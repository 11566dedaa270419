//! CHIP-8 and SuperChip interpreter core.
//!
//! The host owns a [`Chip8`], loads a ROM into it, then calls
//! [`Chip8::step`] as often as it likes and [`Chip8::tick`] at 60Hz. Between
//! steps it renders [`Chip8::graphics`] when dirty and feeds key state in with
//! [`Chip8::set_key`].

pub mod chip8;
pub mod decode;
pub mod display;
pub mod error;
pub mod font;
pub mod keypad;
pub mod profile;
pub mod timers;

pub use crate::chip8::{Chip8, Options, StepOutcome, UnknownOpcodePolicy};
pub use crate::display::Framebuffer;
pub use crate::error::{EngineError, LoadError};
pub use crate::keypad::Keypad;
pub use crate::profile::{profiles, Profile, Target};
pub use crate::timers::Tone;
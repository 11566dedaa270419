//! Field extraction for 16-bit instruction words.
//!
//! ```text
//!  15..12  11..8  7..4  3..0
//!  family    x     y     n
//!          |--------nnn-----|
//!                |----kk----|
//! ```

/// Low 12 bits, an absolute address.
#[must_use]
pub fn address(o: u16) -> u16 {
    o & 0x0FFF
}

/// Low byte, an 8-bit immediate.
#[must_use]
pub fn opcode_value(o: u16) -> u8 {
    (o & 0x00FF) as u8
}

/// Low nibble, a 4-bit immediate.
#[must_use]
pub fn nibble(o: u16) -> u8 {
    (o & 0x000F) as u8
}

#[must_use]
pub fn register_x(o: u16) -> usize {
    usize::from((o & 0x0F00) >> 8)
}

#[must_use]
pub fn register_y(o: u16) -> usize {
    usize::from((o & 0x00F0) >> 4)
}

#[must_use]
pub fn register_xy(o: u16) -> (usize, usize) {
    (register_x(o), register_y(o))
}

-------------------------

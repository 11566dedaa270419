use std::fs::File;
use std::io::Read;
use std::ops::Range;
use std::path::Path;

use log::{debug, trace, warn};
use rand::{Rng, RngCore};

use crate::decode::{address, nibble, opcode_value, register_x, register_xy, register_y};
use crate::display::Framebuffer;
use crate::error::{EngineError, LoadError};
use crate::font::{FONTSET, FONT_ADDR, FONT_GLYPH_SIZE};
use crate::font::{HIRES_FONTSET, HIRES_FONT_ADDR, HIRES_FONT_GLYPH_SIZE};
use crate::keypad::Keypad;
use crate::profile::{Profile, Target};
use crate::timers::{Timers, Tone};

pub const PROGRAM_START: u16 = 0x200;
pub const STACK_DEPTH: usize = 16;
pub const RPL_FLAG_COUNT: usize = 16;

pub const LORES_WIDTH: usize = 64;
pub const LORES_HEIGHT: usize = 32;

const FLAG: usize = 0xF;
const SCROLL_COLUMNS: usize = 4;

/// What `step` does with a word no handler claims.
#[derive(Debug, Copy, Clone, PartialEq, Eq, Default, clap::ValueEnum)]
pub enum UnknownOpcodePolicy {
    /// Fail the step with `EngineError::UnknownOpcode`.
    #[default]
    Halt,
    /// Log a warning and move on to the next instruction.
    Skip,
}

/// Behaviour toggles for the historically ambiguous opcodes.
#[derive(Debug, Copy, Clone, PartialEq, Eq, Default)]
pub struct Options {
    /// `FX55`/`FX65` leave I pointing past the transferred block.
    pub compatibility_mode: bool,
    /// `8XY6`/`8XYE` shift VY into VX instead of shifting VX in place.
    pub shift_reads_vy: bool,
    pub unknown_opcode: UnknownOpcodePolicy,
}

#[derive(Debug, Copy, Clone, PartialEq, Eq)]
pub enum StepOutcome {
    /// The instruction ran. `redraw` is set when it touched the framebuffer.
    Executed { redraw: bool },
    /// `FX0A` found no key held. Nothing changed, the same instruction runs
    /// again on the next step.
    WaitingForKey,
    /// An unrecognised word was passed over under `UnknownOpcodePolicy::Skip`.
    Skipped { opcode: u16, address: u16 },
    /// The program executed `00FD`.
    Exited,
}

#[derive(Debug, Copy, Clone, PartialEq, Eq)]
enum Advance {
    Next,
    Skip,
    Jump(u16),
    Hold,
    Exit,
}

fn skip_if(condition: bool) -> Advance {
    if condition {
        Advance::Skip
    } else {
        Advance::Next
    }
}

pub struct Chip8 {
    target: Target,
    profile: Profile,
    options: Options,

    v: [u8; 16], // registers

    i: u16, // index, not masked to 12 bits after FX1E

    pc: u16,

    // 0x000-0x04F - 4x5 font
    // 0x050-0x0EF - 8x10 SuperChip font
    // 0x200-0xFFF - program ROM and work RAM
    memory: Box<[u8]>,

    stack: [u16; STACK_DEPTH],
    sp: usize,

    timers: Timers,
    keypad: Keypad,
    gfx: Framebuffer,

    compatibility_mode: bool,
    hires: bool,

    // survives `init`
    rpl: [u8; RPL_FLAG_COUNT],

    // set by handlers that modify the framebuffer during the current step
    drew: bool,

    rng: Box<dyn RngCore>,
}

-------------------------

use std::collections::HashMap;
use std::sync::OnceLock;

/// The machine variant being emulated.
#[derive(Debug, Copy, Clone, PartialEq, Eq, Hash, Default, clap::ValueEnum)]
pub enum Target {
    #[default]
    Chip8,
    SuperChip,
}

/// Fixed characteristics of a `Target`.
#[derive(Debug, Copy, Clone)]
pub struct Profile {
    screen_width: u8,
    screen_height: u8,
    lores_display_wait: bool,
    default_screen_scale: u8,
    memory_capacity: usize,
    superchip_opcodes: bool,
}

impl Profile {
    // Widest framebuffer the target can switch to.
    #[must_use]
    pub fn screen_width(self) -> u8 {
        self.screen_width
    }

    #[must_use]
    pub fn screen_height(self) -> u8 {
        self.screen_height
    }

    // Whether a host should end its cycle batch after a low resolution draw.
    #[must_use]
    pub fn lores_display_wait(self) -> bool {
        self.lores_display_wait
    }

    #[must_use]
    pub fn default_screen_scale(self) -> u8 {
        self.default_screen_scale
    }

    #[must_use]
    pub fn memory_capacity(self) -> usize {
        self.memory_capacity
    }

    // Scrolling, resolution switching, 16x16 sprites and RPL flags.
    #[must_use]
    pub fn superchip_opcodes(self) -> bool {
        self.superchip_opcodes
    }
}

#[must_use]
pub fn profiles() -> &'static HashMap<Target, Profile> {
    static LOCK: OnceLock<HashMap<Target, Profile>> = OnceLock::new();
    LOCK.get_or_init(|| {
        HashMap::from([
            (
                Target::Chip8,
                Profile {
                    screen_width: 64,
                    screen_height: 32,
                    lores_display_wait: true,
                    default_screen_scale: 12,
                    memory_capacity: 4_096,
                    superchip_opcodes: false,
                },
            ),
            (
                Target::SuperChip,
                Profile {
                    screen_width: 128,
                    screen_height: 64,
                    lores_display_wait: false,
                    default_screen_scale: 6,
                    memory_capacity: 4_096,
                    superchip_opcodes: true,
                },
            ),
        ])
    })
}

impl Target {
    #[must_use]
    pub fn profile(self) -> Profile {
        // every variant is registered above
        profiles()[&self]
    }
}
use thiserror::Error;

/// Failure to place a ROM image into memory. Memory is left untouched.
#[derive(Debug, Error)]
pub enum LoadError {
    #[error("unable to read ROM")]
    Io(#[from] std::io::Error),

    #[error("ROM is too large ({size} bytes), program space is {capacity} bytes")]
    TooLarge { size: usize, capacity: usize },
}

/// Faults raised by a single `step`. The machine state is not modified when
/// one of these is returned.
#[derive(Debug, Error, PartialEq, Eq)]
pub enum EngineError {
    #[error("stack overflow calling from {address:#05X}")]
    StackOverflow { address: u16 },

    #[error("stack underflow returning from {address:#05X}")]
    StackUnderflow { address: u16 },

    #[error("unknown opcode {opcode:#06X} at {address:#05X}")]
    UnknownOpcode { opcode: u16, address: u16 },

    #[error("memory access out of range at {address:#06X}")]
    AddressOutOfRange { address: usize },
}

-------------------------

Aim of the task
Please count up the lines in the listing above holding the string "after", and say the number with nothing else.

Result for this exercise
2